> [PROBLEM TO SOLVE]
From first line to last, retype the data exactly.

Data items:
----------

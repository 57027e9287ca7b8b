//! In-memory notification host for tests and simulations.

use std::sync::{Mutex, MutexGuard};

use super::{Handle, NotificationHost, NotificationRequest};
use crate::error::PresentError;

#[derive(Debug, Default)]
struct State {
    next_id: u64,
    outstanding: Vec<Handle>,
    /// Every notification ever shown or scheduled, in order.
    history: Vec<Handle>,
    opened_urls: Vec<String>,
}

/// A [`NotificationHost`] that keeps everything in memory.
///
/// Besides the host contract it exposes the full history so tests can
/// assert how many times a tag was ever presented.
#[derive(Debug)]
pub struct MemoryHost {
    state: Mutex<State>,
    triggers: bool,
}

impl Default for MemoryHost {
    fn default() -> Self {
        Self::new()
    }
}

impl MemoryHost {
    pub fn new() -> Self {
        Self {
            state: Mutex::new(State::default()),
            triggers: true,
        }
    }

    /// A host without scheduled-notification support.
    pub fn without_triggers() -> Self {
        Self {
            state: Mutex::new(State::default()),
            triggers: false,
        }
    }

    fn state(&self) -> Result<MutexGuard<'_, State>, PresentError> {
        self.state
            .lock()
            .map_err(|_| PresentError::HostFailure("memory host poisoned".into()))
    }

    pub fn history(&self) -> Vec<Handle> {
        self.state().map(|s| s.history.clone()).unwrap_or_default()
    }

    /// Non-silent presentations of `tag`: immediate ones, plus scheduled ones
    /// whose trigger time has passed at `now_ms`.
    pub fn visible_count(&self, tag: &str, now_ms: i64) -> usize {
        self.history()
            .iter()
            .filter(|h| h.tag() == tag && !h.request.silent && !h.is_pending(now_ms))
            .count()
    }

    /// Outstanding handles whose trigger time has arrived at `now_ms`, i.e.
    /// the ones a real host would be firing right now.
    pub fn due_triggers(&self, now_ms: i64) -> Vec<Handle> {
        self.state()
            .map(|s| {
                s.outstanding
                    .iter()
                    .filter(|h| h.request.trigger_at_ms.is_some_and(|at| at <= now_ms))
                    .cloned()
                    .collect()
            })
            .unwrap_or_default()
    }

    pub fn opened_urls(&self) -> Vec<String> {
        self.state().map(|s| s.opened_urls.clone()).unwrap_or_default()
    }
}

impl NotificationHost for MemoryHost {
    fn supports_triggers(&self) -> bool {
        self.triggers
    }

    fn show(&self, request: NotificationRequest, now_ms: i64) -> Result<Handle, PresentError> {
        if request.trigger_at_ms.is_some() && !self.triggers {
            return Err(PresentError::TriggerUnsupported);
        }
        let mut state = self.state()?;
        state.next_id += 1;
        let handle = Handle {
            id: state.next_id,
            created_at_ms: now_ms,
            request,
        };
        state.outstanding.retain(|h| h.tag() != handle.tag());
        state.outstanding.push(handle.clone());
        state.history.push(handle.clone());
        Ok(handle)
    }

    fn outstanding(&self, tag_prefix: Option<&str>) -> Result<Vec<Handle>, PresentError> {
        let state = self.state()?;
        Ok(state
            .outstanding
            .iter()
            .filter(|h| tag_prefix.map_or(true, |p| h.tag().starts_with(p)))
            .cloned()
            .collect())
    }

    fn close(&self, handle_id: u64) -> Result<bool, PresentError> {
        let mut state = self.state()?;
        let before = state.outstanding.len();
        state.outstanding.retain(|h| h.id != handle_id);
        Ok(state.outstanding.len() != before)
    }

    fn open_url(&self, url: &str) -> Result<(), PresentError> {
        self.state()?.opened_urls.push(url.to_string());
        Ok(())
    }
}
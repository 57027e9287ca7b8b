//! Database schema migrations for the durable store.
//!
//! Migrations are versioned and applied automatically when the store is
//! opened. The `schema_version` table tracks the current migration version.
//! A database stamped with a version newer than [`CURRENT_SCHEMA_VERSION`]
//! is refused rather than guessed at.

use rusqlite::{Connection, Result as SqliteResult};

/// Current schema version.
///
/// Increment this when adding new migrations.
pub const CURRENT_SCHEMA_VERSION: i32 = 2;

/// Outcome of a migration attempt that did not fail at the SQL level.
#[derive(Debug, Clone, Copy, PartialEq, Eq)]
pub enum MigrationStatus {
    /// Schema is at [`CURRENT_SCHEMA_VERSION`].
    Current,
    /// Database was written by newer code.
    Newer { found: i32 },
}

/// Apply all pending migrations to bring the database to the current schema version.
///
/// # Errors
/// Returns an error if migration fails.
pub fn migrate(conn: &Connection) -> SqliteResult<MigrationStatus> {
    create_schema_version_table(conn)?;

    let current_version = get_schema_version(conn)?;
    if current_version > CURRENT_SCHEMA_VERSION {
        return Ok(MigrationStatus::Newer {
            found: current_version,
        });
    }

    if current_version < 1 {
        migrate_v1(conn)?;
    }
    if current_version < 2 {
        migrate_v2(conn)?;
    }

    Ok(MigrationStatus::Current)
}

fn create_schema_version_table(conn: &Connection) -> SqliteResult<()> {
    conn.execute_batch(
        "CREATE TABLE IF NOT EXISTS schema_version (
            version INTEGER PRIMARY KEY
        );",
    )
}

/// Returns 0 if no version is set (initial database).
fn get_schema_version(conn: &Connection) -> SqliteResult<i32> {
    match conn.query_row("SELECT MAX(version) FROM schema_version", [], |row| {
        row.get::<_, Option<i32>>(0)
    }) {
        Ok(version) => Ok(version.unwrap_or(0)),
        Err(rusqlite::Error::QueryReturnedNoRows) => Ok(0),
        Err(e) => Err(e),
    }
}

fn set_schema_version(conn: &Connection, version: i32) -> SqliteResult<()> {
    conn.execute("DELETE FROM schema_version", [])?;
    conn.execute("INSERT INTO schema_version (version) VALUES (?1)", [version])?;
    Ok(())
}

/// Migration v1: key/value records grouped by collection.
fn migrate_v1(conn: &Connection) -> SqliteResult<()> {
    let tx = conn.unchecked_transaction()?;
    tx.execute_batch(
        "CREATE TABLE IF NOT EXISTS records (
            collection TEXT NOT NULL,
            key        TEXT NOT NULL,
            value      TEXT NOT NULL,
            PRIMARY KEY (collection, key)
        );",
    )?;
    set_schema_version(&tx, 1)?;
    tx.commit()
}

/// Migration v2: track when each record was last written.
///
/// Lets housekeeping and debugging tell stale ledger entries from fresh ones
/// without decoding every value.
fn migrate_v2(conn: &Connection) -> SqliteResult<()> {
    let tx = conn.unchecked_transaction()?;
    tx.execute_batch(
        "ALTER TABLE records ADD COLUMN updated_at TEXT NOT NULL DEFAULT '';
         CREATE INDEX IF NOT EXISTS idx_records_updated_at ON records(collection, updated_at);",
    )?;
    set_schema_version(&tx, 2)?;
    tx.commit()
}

----------

> [EXPECTED ANSWER]
repository 57027e9287ca7b8b
//! In-memory notification host for tests and simulations.

use std::sync::{Mutex, MutexGuard};

use super::{Handle, NotificationHost, NotificationRequest};
use crate::error::PresentError;

#[derive(Debug, Default)]
struct State {
    next_id: u64,
    outstanding: Vec<Handle>,
    /// Every notification ever shown or scheduled, in order.
    history: Vec<Handle>,
    opened_urls: Vec<String>,
}

/// A [`NotificationHost`] that keeps everything in memory.
///
/// Besides the host contract it exposes the full history so tests can
/// assert how many times a tag was ever presented.
#[derive(Debug)]
pub struct MemoryHost {
    state: Mutex<State>,
    triggers: bool,
}

impl Default for MemoryHost {
    fn default() -> Self {
        Self::new()
    }
}

impl MemoryHost {
    pub fn new() -> Self {
        Self {
            state: Mutex::new(State::default()),
            triggers: true,
        }
    }

    /// A host without scheduled-notification support.
    pub fn without_triggers() -> Self {
        Self {
            state: Mutex::new(State::default()),
            triggers: false,
        }
    }

    fn state(&self) -> Result<MutexGuard<'_, State>, PresentError> {
        self.state
            .lock()
            .map_err(|_| PresentError::HostFailure("memory host poisoned".into()))
    }

    pub fn history(&self) -> Vec<Handle> {
        self.state().map(|s| s.history.clone()).unwrap_or_default()
    }

    /// Non-silent presentations of `tag`: immediate ones, plus scheduled ones
    /// whose trigger time has passed at `now_ms`.
    pub fn visible_count(&self, tag: &str, now_ms: i64) -> usize {
        self.history()
            .iter()
            .filter(|h| h.tag() == tag && !h.request.silent && !h.is_pending(now_ms))
            .count()
    }

    /// Outstanding handles whose trigger time has arrived at `now_ms`, i.e.
    /// the ones a real host would be firing right now.
    pub fn due_triggers(&self, now_ms: i64) -> Vec<Handle> {
        self.state()
            .map(|s| {
                s.outstanding
                    .iter()
                    .filter(|h| h.request.trigger_at_ms.is_some_and(|at| at <= now_ms))
                    .cloned()
                    .collect()
            })
            .unwrap_or_default()
    }

    pub fn opened_urls(&self) -> Vec<String> {
        self.state().map(|s| s.opened_urls.clone()).unwrap_or_default()
    }
}

impl NotificationHost for MemoryHost {
    fn supports_triggers(&self) -> bool {
        self.triggers
    }

    fn show(&self, request: NotificationRequest, now_ms: i64) -> Result<Handle, PresentError> {
        if request.trigger_at_ms.is_some() && !self.triggers {
            return Err(PresentError::TriggerUnsupported);
        }
        let mut state = self.state()?;
        state.next_id += 1;
        let handle = Handle {
            id: state.next_id,
            created_at_ms: now_ms,
            request,
        };
        state.outstanding.retain(|h| h.tag() != handle.tag());
        state.outstanding.push(handle.clone());
        state.history.push(handle.clone());
        Ok(handle)
    }

    fn outstanding(&self, tag_prefix: Option<&str>) -> Result<Vec<Handle>, PresentError> {
        let state = self.state()?;
        Ok(state
            .outstanding
            .iter()
            .filter(|h| tag_prefix.map_or(true, |p| h.tag().starts_with(p)))
            .cloned()
            .collect())
    }

    fn close(&self, handle_id: u64) -> Result<bool, PresentError> {
        let mut state = self.state()?;
        let before = state.outstanding.len();
        state.outstanding.retain(|h| h.id != handle_id);
        Ok(state.outstanding.len() != before)
    }

    fn open_url(&self, url: &str) -> Result<(), PresentError> {
        self.state()?.opened_urls.push(url.to_string());
        Ok(())
    }
}
repository 57027e9287ca7b8b
//! Database schema migrations for the durable store.
//!
//! Migrations are versioned and applied automatically when the store is
//! opened. The `schema_version` table tracks the current migration version.
//! A database stamped with a version newer than [`CURRENT_SCHEMA_VERSION`]
//! is refused rather than guessed at.

use rusqlite::{Connection, Result as SqliteResult};

/// Current schema version.
///
/// Increment this when adding new migrations.
pub const CURRENT_SCHEMA_VERSION: i32 = 2;

/// Outcome of a migration attempt that did not fail at the SQL level.
#[derive(Debug, Clone, Copy, PartialEq, Eq)]
pub enum MigrationStatus {
    /// Schema is at [`CURRENT_SCHEMA_VERSION`].
    Current,
    /// Database was written by newer code.
    Newer { found: i32 },
}

/// Apply all pending migrations to bring the database to the current schema version.
///
/// # Errors
/// Returns an error if migration fails.
pub fn migrate(conn: &Connection) -> SqliteResult<MigrationStatus> {
    create_schema_version_table(conn)?;

    let current_version = get_schema_version(conn)?;
    if current_version > CURRENT_SCHEMA_VERSION {
        return Ok(MigrationStatus::Newer {
            found: current_version,
        });
    }

    if current_version < 1 {
        migrate_v1(conn)?;
    }
    if current_version < 2 {
        migrate_v2(conn)?;
    }

    Ok(MigrationStatus::Current)
}

fn create_schema_version_table(conn: &Connection) -> SqliteResult<()> {
    conn.execute_batch(
        "CREATE TABLE IF NOT EXISTS schema_version (
            version INTEGER PRIMARY KEY
        );",
    )
}

/// Returns 0 if no version is set (initial database).
fn get_schema_version(conn: &Connection) -> SqliteResult<i32> {
    match conn.query_row("SELECT MAX(version) FROM schema_version", [], |row| {
        row.get::<_, Option<i32>>(0)
    }) {
        Ok(version) => Ok(version.unwrap_or(0)),
        Err(rusqlite::Error::QueryReturnedNoRows) => Ok(0),
        Err(e) => Err(e),
    }
}

fn set_schema_version(conn: &Connection, version: i32) -> SqliteResult<()> {
    conn.execute("DELETE FROM schema_version", [])?;
    conn.execute("INSERT INTO schema_version (version) VALUES (?1)", [version])?;
    Ok(())
}

/// Migration v1: key/value records grouped by collection.
fn migrate_v1(conn: &Connection) -> SqliteResult<()> {
    let tx = conn.unchecked_transaction()?;
    tx.execute_batch(
        "CREATE TABLE IF NOT EXISTS records (
            collection TEXT NOT NULL,
            key        TEXT NOT NULL,
            value      TEXT NOT NULL,
            PRIMARY KEY (collection, key)
        );",
    )?;
    set_schema_version(&tx, 1)?;
    tx.commit()
}

/// Migration v2: track when each record was last written.
///
/// Lets housekeeping and debugging tell stale ledger entries from fresh ones
/// without decoding every value.
fn migrate_v2(conn: &Connection) -> SqliteResult<()> {
    let tx = conn.unchecked_transaction()?;
    tx.execute_batch(
        "ALTER TABLE records ADD COLUMN updated_at TEXT NOT NULL DEFAULT '';
         CREATE INDEX IF NOT EXISTS idx_records_updated_at ON records(collection, updated_at);",
    )?;
    set_schema_version(&tx, 2)?;
    tx.commit()
}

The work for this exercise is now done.